[YOUR ASSIGNMENT]
When the line containing "the schema exists" appears in the entries below, begin printing there and stop after the line containing "let path = path.as_ref().to_path_buf();"; print each of those lines exactly and no other line.

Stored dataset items

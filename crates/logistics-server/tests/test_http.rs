//! HTTP contract of the report endpoint

use async_trait::async_trait;
use axum::body::{to_bytes, Body};
use axum::http::{header, Request, StatusCode};
use logistics_core::{Database, LogisticsConfig, LogisticsError, PdfConverter, Result};
use logistics_server::{http::build_router, AppContext};
use logistics_types::{ClientFields, NewRequest, RequestFields, RequestId, TransportType};
use std::sync::Arc;
use tower::ServiceExt;

struct StaticPdf;

#[async_trait]
impl PdfConverter for StaticPdf {
    async fn convert_html(&self, _html: &str) -> Result<Vec<u8>> {
        Ok(b"%PDF-1.7\n%%EOF".to_vec())
    }
}

struct FailingPdf;

#[async_trait]
impl PdfConverter for FailingPdf {
    async fn convert_html(&self, _html: &str) -> Result<Vec<u8>> {
        Err(LogisticsError::Render("converter offline".to_string()))
    }
}

struct OfflinePdf;

#[async_trait]
impl PdfConverter for OfflinePdf {
    async fn convert_html(&self, _html: &str) -> Result<Vec<u8>> {
        Err(LogisticsError::Render("converter offline".to_string()))
    }

    async fn health_check(&self) -> bool {
        false
    }
}

fn context(converter: Arc<dyn PdfConverter>) -> AppContext {
    AppContext::with_converter(
        LogisticsConfig::default(),
        Database::in_memory().unwrap(),
        converter,
    )
    .unwrap()
}

fn seed_request(ctx: &AppContext) -> RequestId {
    let client = ctx
        .registry
        .create_client(ClientFields::named("ООО Ромашка"))
        .unwrap();
    ctx.ledger
        .create_request(NewRequest::new(
            client.id,
            RequestFields::new(TransportType::Rail, "Acme"),
        ))
        .unwrap()
        .id
}

fn get(uri: &str) -> Request<Body> {
    Request::builder().uri(uri).body(Body::empty()).unwrap()
}

async fn body_text(response: axum::response::Response) -> String {
    let bytes = to_bytes(response.into_body(), usize::MAX).await.unwrap();
    String::from_utf8(bytes.to_vec()).unwrap()
}

#[tokio::test]
async fn test_pdf_download() {
    let ctx = context(Arc::new(StaticPdf));
    let id = seed_request(&ctx);
    let request = ctx.ledger.get_request(id).unwrap();

    let response = build_router(ctx)
        .oneshot(get(&format!("/request/{}/pdf/", id)))
        .await
        .unwrap();

    assert_eq!(response.status(), StatusCode::OK);
    assert_eq!(
        response.headers()[header::CONTENT_TYPE].to_str().unwrap(),
        "application/pdf"
    );

    let expected = format!(
        "attachment; filename=\"Заявка_1_{}.pdf\"",
        request.request_date.format("%Y%m%d")
    );
    assert_eq!(
        response.headers()[header::CONTENT_DISPOSITION].as_bytes(),
        expected.as_bytes()
    );

    let bytes = to_bytes(response.into_body(), usize::MAX).await.unwrap();
    assert!(bytes.starts_with(b"%PDF-"));
}

#[tokio::test]
async fn test_missing_request_is_404() {
    let ctx = context(Arc::new(StaticPdf));

    let response = build_router(ctx)
        .oneshot(get("/request/9999/pdf/"))
        .await
        .unwrap();

    assert_eq!(response.status(), StatusCode::NOT_FOUND);
    assert!(response.headers()[header::CONTENT_TYPE]
        .to_str()
        .unwrap()
        .starts_with("text/plain"));
    assert_eq!(body_text(response).await, "Заявка не найдена");
}

#[tokio::test]
async fn test_non_numeric_id_is_404() {
    let ctx = context(Arc::new(StaticPdf));

    let response = build_router(ctx)
        .oneshot(get("/request/abc/pdf/"))
        .await
        .unwrap();

    assert_eq!(response.status(), StatusCode::NOT_FOUND);
    assert_eq!(body_text(response).await, "Заявка не найдена");
}

#[tokio::test]
async fn test_conversion_failure_is_500() {
    let ctx = context(Arc::new(FailingPdf));
    let id = seed_request(&ctx);

    let response = build_router(ctx)
        .oneshot(get(&format!("/request/{}/pdf/", id)))
        .await
        .unwrap();

    assert_eq!(response.status(), StatusCode::INTERNAL_SERVER_ERROR);
    assert_eq!(body_text(response).await, "Ошибка при создании PDF");
}

#[tokio::test]
async fn test_health() {
    let response = build_router(context(Arc::new(StaticPdf)))
        .oneshot(get("/health"))
        .await
        .unwrap();

    assert_eq!(response.status(), StatusCode::OK);
    assert_eq!(body_text(response).await, "ok");
}

#[tokio::test]
async fn test_health_reports_unavailable_converter() {
    let response = build_router(context(Arc::new(OfflinePdf)))
        .oneshot(get("/health"))
        .await
        .unwrap();

    assert_eq!(response.status(), StatusCode::SERVICE_UNAVAILABLE);
    assert_eq!(body_text(response).await, "pdf service unavailable");
}
/// Path constants and utilities for the logistics system
use once_cell::sync::OnceCell;
use std::path::PathBuf;

// Static storage for configurable data root
static DATA_ROOT: OnceCell<String> = OnceCell::new();

// Static storage for configurable templates root
static TEMPLATES_ROOT: OnceCell<String> = OnceCell::new();

// Default root constants
const DEFAULT_DATA_ROOT: &str = "/data/logistics";
const DEFAULT_TEMPLATES_ROOT: &str = "/app/templates";

pub const DATABASE_FILE_NAME: &str = "logistics.db";
pub const REQUEST_TEMPLATE_FILE_NAME: &str = "request_pdf.hbs";

/// Initialize the data root directory. Can only be called once.
/// If not called, the default `/data/logistics` will be used.
pub fn init_data_root(path: String) -> Result<(), String> {
    DATA_ROOT
        .set(path)
        .map_err(|_| "Data root already initialized".to_string())
}

/// Initialize the templates root directory. Can only be called once.
/// If not called, the default `/app/templates` will be used.
pub fn init_templates_root(path: String) -> Result<(), String> {
    TEMPLATES_ROOT
        .set(path)
        .map_err(|_| "Templates root already initialized".to_string())
}

fn get_data_root() -> &'static str {
    DATA_ROOT.get().map(|s| s.as_str()).unwrap_or(DEFAULT_DATA_ROOT)
}

fn get_templates_root() -> &'static str {
    TEMPLATES_ROOT
        .get()
        .map(|s| s.as_str())
        .unwrap_or(DEFAULT_TEMPLATES_ROOT)
}

pub fn data_root() -> PathBuf {
    PathBuf::from(get_data_root())
}

pub fn templates_dir() -> PathBuf {
    PathBuf::from(get_templates_root())
}

/// SQLite database file inside the data root
pub fn database_path() -> PathBuf {
    data_root().join(DATABASE_FILE_NAME)
}

/// Optional override of the embedded request report template
pub fn request_template_path() -> PathBuf {
    templates_dir().join(REQUEST_TEMPLATE_FILE_NAME)
}

#[cfg(test)]
mod tests {
    use super::*;

    #[test]
    fn test_file_names_are_joined_onto_roots() {
        assert!(database_path().ends_with(DATABASE_FILE_NAME));
        assert!(request_template_path().ends_with(REQUEST_TEMPLATE_FILE_NAME));
        assert_eq!(database_path().parent().unwrap(), data_root());
    }
}
//! SQLite storage shared by the registry, the ledger and the tracker

mod rows;
mod schema;

pub(crate) use rows::*;

use crate::config::DatabaseConfig;
use crate::error::{LogisticsError, Result};
use r2d2::{Pool, PooledConnection};
use r2d2_sqlite::SqliteConnectionManager;
use rusqlite::{Connection, ToSql};
use std::path::{Path, PathBuf};
use std::time::Duration;

pub type DbConnection = PooledConnection<SqliteConnectionManager>;

/// Default page size of operator list views
pub const DEFAULT_PAGE_SIZE: u32 = 20;

/// Pooled handle to the logistics database. Cheap to clone.
#[derive(Clone)]
pub struct Database {
    pool: Pool<SqliteConnectionManager>,
    path: Option<PathBuf>,
}

impl Database {
    /// Open (creating if needed) the database file and make sure the schema exists
    pub fn open<P: AsRef<Path>>(path: P, config: &DatabaseConfig) -> Result<Self> {
        let path = path.as_ref().to_path_buf();
        if let Some(parent) = path.parent() {
            if !parent.as_os_str().is_empty() {
                std::fs::create_dir_all(parent)?;
            }
        }

        let busy_timeout = config.busy_timeout_ms;
        let manager = SqliteConnectionManager::file(&path).with_init(move |conn| {
            configure_connection(conn, busy_timeout)?;
            conn.execute_batch("PRAGMA journal_mode=WAL;")?;
            Ok(())
        });

        let pool = Pool::builder()
            .max_size(config.pool_size)
            .connection_timeout(Duration::from_secs(5))
            .build(manager)?;

        let db = Self {
            pool,
            path: Some(path),
        };
        db.initialize()?;

        log::info!(
            "Opened database at {} (pool size {})",
            db.path.as_deref().map(|p| p.display().to_string()).unwrap_or_default(),
            config.pool_size
        );
        Ok(db)
    }

    /// Private in-memory database. Every pooled connection to `:memory:` is a
    /// separate database, so the pool holds exactly one.
    pub fn in_memory() -> Result<Self> {
        let manager = SqliteConnectionManager::memory()
            .with_init(|conn| configure_connection(conn, DatabaseConfig::default().busy_timeout_ms));

        let pool = Pool::builder()
            .max_size(1)
            .connection_timeout(Duration::from_secs(5))
            .build(manager)?;

        let db = Self { pool, path: None };
        db.initialize()?;
        Ok(db)
    }

    fn initialize(&self) -> Result<()> {
        let conn = self.connection()?;
        schema::create_schema(&conn)?;
        Ok(())
    }

    /// Borrow a pooled connection. Do not hold one while asking for another:
    /// the in-memory pool has a single connection.
    pub fn connection(&self) -> Result<DbConnection> {
        Ok(self.pool.get()?)
    }

    pub fn path(&self) -> Option<&Path> {
        self.path.as_deref()
    }
}

fn configure_connection(conn: &Connection, busy_timeout_ms: u64) -> rusqlite::Result<()> {
    conn.execute_batch("PRAGMA foreign_keys=ON; PRAGMA synchronous=NORMAL;")?;
    conn.busy_timeout(Duration::from_millis(busy_timeout_ms))?;
    Ok(())
}

/// 1-based page of a list view
#[derive(Debug, Clone, Copy, PartialEq, Eq)]
pub struct Pagination {
    pub page: u32,
    pub per_page: u32,
}

impl Default for Pagination {
    fn default() -> Self {
        Self {
            page: 1,
            per_page: DEFAULT_PAGE_SIZE,
        }
    }
}

impl Pagination {
    pub fn page(page: u32) -> Self {
        Self {
            page: page.max(1),
            ..Self::default()
        }
    }

    fn limit_sql(&self) -> String {
        let per_page = self.per_page.max(1);
        let offset = (self.page.max(1) - 1) as u64 * per_page as u64;
        format!(" LIMIT {} OFFSET {}", per_page, offset)
    }
}

/// WHERE clause assembled from optional filters, with positional `?` parameters
#[derive(Default)]
pub(crate) struct SqlFilter {
    clauses: Vec<String>,
    params: Vec<Box<dyn ToSql>>,
}

impl SqlFilter {
    pub(crate) fn push<T: ToSql + 'static>(&mut self, clause: &str, value: T) {
        self.clauses.push(clause.to_string());
        self.params.push(Box::new(value));
    }

    /// Clause using the same value for several `?` placeholders
    pub(crate) fn push_repeated<T: ToSql + Clone + 'static>(&mut self, clause: &str, value: T) {
        let count = clause.matches('?').count();
        self.clauses.push(clause.to_string());
        for _ in 0..count {
            self.params.push(Box::new(value.clone()));
        }
    }

    pub(crate) fn where_sql(&self) -> String {
        if self.clauses.is_empty() {
            String::new()
        } else {
            format!(" WHERE {}", self.clauses.join(" AND "))
        }
    }

    pub(crate) fn params(&self) -> impl Iterator<Item = &dyn ToSql> {
        self.params.iter().map(|p| p.as_ref())
    }
}

pub(crate) fn page_sql(page: Option<Pagination>) -> String {
    page.map(|p| p.limit_sql()).unwrap_or_default()
}

/// `%term%` for LIKE searches, with LIKE wildcards in the term escaped
pub(crate) fn like_pattern(term: &str) -> String {
    let escaped = term
        .trim()
        .replace('\\', "\\\\")
        .replace('%', "\\%")
        .replace('_', "\\_");
    format!("%{}%", escaped)
}

pub(crate) fn is_unique_violation(err: &rusqlite::Error) -> bool {
    matches!(
        err,
        rusqlite::Error::SqliteFailure(e, Some(msg))
            if e.code == rusqlite::ErrorCode::ConstraintViolation && msg.contains("UNIQUE")
    )
}

pub(crate) fn not_found(what: &str, id: impl std::fmt::Display) -> LogisticsError {
    LogisticsError::NotFound(format!("{} {} not found", what, id))
}

#[cfg(test)]
mod tests {
    use super::*;

    #[test]
    fn test_in_memory_database_enforces_foreign_keys() {
        let db = Database::in_memory().unwrap();
        let conn = db.connection().unwrap();
        let enabled: i64 = conn
            .query_row("PRAGMA foreign_keys", [], |row| row.get(0))
            .unwrap();
        assert_eq!(enabled, 1);
    }

    #[test]
    fn test_open_creates_parent_directory() {
        let dir = tempfile::tempdir().unwrap();
        let path = dir.path().join("nested").join("logistics.db");

        let db = Database::open(&path, &DatabaseConfig::default()).unwrap();
        assert!(path.exists());
        assert_eq!(db.path(), Some(path.as_path()));
    }

    #[test]
    fn test_pagination_sql() {
        assert_eq!(page_sql(None), "");
        assert_eq!(page_sql(Some(Pagination::page(3))), " LIMIT 20 OFFSET 40");
        assert_eq!(page_sql(Some(Pagination::page(0))), " LIMIT 20 OFFSET 0");
    }

    #[test]
    fn test_like_pattern_escapes_wildcards() {
        assert_eq!(like_pattern(" acme "), "%acme%");
        assert_eq!(like_pattern("50%_off"), "%50\\%\\_off%");
    }

    #[test]
    fn test_filter_repeats_parameters() {
        let mut filter = SqlFilter::default();
        filter.push("a = ?", 1_i64);
        filter.push_repeated("(b LIKE ? OR c LIKE ?)", "x".to_string());
        assert_eq!(filter.where_sql(), " WHERE a = ? AND (b LIKE ? OR c LIKE ?)");
        assert_eq!(filter.params().count(), 3);
    }
}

[REPLY TO THE TASK]
    /// Open (creating if needed) the database file and make sure the schema exists
    pub fn open<P: AsRef<Path>>(path: P, config: &DatabaseConfig) -> Result<Self> {
        let path = path.as_ref().to_path_buf();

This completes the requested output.